Action item: Find every line in the records that holds the string "ExchangeCodec". Copy each one.

Saved entries
>>>>

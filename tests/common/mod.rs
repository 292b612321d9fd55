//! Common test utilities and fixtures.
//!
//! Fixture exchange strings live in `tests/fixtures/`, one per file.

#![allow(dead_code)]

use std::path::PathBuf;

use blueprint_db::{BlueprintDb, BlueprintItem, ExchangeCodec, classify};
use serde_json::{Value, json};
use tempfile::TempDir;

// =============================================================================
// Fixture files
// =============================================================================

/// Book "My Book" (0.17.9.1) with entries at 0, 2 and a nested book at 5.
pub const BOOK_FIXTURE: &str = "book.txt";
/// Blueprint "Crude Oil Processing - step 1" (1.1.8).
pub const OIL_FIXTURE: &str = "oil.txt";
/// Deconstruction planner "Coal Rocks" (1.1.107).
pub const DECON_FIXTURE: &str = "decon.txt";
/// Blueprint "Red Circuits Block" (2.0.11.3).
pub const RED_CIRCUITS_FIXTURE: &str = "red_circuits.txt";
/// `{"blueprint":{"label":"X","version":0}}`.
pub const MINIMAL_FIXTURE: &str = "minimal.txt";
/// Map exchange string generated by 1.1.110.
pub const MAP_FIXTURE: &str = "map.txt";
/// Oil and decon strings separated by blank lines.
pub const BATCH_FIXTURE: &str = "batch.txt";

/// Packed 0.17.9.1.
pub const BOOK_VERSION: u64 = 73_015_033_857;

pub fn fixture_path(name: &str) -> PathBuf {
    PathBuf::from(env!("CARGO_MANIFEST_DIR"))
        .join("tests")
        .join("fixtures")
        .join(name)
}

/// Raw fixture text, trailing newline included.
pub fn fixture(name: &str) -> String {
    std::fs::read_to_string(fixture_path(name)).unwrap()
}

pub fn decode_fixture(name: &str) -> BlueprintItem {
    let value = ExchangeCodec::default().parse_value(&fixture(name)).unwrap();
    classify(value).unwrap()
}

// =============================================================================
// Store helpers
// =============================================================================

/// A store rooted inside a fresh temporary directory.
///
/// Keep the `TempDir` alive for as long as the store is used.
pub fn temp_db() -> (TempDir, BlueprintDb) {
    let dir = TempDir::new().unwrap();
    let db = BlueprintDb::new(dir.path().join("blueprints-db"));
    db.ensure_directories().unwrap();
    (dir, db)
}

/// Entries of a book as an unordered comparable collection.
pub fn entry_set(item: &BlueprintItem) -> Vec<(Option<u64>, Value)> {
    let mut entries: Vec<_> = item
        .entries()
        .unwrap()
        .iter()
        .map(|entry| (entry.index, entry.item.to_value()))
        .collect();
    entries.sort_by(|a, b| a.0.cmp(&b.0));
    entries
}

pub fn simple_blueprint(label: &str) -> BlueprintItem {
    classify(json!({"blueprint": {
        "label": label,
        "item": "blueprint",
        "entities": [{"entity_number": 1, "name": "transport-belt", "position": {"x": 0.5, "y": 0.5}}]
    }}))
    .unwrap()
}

<<<<
>>>>

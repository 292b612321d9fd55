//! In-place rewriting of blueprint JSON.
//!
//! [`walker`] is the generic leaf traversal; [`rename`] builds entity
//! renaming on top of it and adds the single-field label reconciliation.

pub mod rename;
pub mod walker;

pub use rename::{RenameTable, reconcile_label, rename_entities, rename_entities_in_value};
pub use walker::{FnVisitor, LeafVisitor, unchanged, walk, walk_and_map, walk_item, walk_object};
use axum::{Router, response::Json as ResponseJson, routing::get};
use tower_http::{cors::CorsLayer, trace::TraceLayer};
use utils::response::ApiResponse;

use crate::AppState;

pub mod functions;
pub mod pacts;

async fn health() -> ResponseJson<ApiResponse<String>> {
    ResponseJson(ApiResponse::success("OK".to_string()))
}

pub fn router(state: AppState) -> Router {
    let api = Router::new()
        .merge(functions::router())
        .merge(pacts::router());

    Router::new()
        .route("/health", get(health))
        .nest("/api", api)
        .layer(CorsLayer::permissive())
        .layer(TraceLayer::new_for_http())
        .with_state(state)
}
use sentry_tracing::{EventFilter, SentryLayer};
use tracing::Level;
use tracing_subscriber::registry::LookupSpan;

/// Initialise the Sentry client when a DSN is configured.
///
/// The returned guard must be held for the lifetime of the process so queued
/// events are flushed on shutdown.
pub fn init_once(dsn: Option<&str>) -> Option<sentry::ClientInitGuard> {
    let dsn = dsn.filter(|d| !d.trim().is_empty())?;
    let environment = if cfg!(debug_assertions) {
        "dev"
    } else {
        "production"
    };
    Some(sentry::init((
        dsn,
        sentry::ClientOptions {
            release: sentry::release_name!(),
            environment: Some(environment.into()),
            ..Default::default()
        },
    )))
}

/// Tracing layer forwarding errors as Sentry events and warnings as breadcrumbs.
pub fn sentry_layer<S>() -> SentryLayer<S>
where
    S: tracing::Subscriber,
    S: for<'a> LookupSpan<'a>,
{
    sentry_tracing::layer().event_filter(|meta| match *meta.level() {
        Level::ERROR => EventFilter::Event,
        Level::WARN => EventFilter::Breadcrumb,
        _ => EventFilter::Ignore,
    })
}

<<<<

Result:
use blueprint_db::{BlueprintDb, BlueprintItem, ExchangeCodec, classify};
    let value = ExchangeCodec::default().parse_value(&fixture(name)).unwrap();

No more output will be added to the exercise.